The Agent Skills Directory

[PROMPT_INJECTION]: The skill is susceptible to indirect prompt injection through several data ingestion points where untrusted content can influence agent behavior.
Ingestion points: The /docs research command (as described in references/research.md) scans issue trackers, feature requests, support channels, and codebase comments (TODO, FIXME, HACK). This data originates from potentially untrusted users or external contributors.
Boundary markers: There are no explicit instructions or delimiters defined to isolate ingested content or warn the agent to ignore embedded instructions within these sources.
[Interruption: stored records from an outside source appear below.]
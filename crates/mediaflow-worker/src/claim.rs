//! Routing for deliveries whose claim was refused.

use std::time::Duration;

use chrono::{DateTime, Utc};
use mediaflow_models::{ProcessingTask, TaskStatus};

/// How to settle a delivery whose claim failed, from one read of the row.
#[derive(Debug, Clone, Copy, PartialEq, Eq)]
pub enum ClaimRoute {
    /// Someone else owns it or it is resolved: ack as a no-op
    Contended,
    /// Eligible but the lease or backoff window is still running: requeue,
    /// optionally holding the message back for `wait`
    Deferred { wait: Option<Duration> },
    /// RUNNING with a lease that has run out: owner presumed dead
    Abandoned,
    /// No such task: ack
    Missing,
}

/// Classify a refused claim given the current row at `now`.
pub fn route_claim_failure(task: Option<&ProcessingTask>, now: DateTime<Utc>) -> ClaimRoute {
    let Some(task) = task else {
        return ClaimRoute::Missing;
    };

    match task.status {
        TaskStatus::Succeeded | TaskStatus::Failed => ClaimRoute::Contended,
        TaskStatus::Running if task.is_leased_at(now) => ClaimRoute::Contended,
        TaskStatus::Running => ClaimRoute::Abandoned,
        TaskStatus::Pending | TaskStatus::Retry => ClaimRoute::Deferred {
            wait: task
                .lock_until
                .and_then(|until| (until - now).to_std().ok())
                .filter(|d| !d.is_zero()),
        },
    }
}
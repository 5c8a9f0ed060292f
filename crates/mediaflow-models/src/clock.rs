//! Time source abstraction.
//!
//! Lease arithmetic in the in-memory store and backoff routing in the worker
//! read time through [`Clock`] so tests can step across lease windows.

use std::sync::Mutex;

use chrono::{DateTime, Duration, Utc};

/// Provides the current time.
pub trait Clock: Send + Sync {
    fn now(&self) -> DateTime<Utc>;
}

/// Wall-clock time.
#[derive(Debug, Clone, Copy, Default)]
pub struct SystemClock;

impl Clock for SystemClock {
    fn now(&self) -> DateTime<Utc> {
        Utc::now()
    }
}

/// Manually advanced clock for tests.
#[derive(Debug)]
pub struct ManualClock {
    now: Mutex<DateTime<Utc>>,
}

impl ManualClock {
    pub fn new(start: DateTime<Utc>) -> Self {
        Self {
            now: Mutex::new(start),
        }
    }

    pub fn advance(&self, by: Duration) {
        let mut now = self.now.lock().unwrap_or_else(|e| e.into_inner());
        *now += by;
    }

    pub fn set(&self, to: DateTime<Utc>) {
        *self.now.lock().unwrap_or_else(|e| e.into_inner()) = to;
    }
}

impl Default for ManualClock {
    fn default() -> Self {
        Self::new(Utc::now())
    }
}

impl Clock for ManualClock {
    fn now(&self) -> DateTime<Utc> {
        *self.now.lock().unwrap_or_else(|e| e.into_inner())
    }
}
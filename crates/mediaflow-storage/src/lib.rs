//! Object store access for media artifacts.
//!
//! This crate provides:
//! - The `ObjectStore` port used by the worker and the API
//! - An S3-compatible client (MinIO, R2, S3) with presigned uploads
//! - An in-memory implementation for tests

pub mod client;
pub mod config;
pub mod error;
pub mod memory;
pub mod store;

pub use client::S3ObjectStore;
pub use config::StorageConfig;
pub use error::{StorageError, StorageResult};
pub use memory::InMemoryObjectStore;
pub use store::ObjectStore;
//! Upload and media status handlers.

use axum::extract::{Path, State};
use axum::Json;
use serde::{Deserialize, Serialize};
use tracing::info;

use mediaflow_models::{original_key, Media, MediaId, MediaStatus};
use mediaflow_queue::DispatchOutcome;

use crate::error::{ApiError, ApiResult};
use crate::state::AppState;

/// Upload intent request.
#[derive(Debug, Default, Deserialize)]
pub struct UploadUrlRequest {
    #[serde(default)]
    pub content_type: Option<String>,
    #[serde(default)]
    pub file_name: Option<String>,
}

#[derive(Debug, Serialize, Deserialize)]
pub struct UploadUrlResponse {
    pub media_id: String,
    pub upload_url: String,
    pub original_key: String,
    pub expires_in: u64,
}

#[derive(Debug, Default, Deserialize)]
pub struct CompleteUploadRequest {
    #[serde(default)]
    pub media_id: String,
    #[serde(default)]
    pub original_key: String,
}

#[derive(Debug, Serialize, Deserialize)]
pub struct CompleteUploadResponse {
    pub status: MediaStatus,
}

#[derive(Debug, Serialize, Deserialize)]
pub struct MediaResponse {
    pub media_id: String,
    pub status: MediaStatus,
    #[serde(skip_serializing_if = "Option::is_none")]
    pub final_url: Option<String>,
}

fn validate_content_type(content_type: Option<&str>) -> ApiResult<()> {
    match content_type {
        Some(ct) if !ct.is_empty() && !ct.starts_with("image/") => {
            Err(ApiError::bad_request("content_type must be image/*"))
        }
        _ => Ok(()),
    }
}

/// Create a media item and a presigned URL to upload its original.
pub async fn create_upload_url(
    State(state): State<AppState>,
    Json(request): Json<UploadUrlRequest>,
) -> ApiResult<Json<UploadUrlResponse>> {
    validate_content_type(request.content_type.as_deref())?;

    let media_id = MediaId::new();
    let key = original_key(&media_id, request.file_name.as_deref());
    let ttl = state.config.upload_url_ttl;

    let upload_url = state.objects.presign_put(&key, ttl).await?;
    state.media.insert_media(&Media::new(media_id.clone(), &key)).await?;

    info!(media_id = %media_id, original_key = %key, "Created upload intent");

    Ok(Json(UploadUrlResponse {
        media_id: media_id.to_string(),
        upload_url,
        original_key: key,
        expires_in: ttl.as_secs(),
    }))
}

/// Mark the upload done and dispatch the first pipeline step.
pub async fn complete_upload(
    State(state): State<AppState>,
    Json(request): Json<CompleteUploadRequest>,
) -> ApiResult<Json<CompleteUploadResponse>> {
    let media_id = request.media_id.trim();
    let original_key = request.original_key.trim();
    if media_id.is_empty() || original_key.is_empty() {
        return Err(ApiError::bad_request("media_id and original_key required"));
    }
    let media_id = MediaId::from(media_id);

    let media = state
        .media
        .get_media(&media_id)
        .await?
        .ok_or_else(|| ApiError::not_found(format!("media {}", media_id)))?;

    // Repeated completion must not pull a finished item back to PROCESSING.
    let status = match media.status {
        MediaStatus::Init => {
            state
                .media
                .update_media_status(&media_id, MediaStatus::Processing)
                .await?;
            MediaStatus::Processing
        }
        other => other,
    };

    let outcome = state
        .dispatcher
        .dispatch(&media_id, &state.config.first_step, original_key)
        .await?;
    if let DispatchOutcome::Created(task_id) = outcome {
        info!(media_id = %media_id, task_id = %task_id, "Upload complete, pipeline started");
    }

    Ok(Json(CompleteUploadResponse { status }))
}

/// Media status, with a presigned URL for the final artifact once done.
pub async fn get_media(
    State(state): State<AppState>,
    Path(id): Path<String>,
) -> ApiResult<Json<MediaResponse>> {
    let media_id = MediaId::from(id);
    let media = state
        .media
        .get_media(&media_id)
        .await?
        .ok_or_else(|| ApiError::not_found(format!("media {}", media_id)))?;

    let final_url = match &media.final_key {
        Some(key) => Some(
            state
                .objects
                .presign_get(key, state.config.upload_url_ttl)
                .await?,
        ),
        None => None,
    };

    Ok(Json(MediaResponse {
        media_id: media.id.to_string(),
        status: media.status,
        final_url,
    }))
}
Capability inventory: The skill possesses high-impact capabilities including automated code implementation and shell command execution for verification (references/work.md), and the ability to modify project-wide agent policy files like AGENTS.md and CLAUDE.md (references/sync.md).
Sanitization: The skill does not mention any validation, escaping, or sanitization processes for the data retrieved from external trackers or code comments before it is used to generate roadmap items or influence implementation plans.
[COMMAND_EXECUTION]: The /docs work command involves executing shell commands to verify code implementations.
Evidence: references/work.md explicitly instructs the agent to "Run verification commands" as part of the build process. While necessary for the skill's primary purpose, these commands could be manipulated by malicious instructions ingested during the research phase.

docs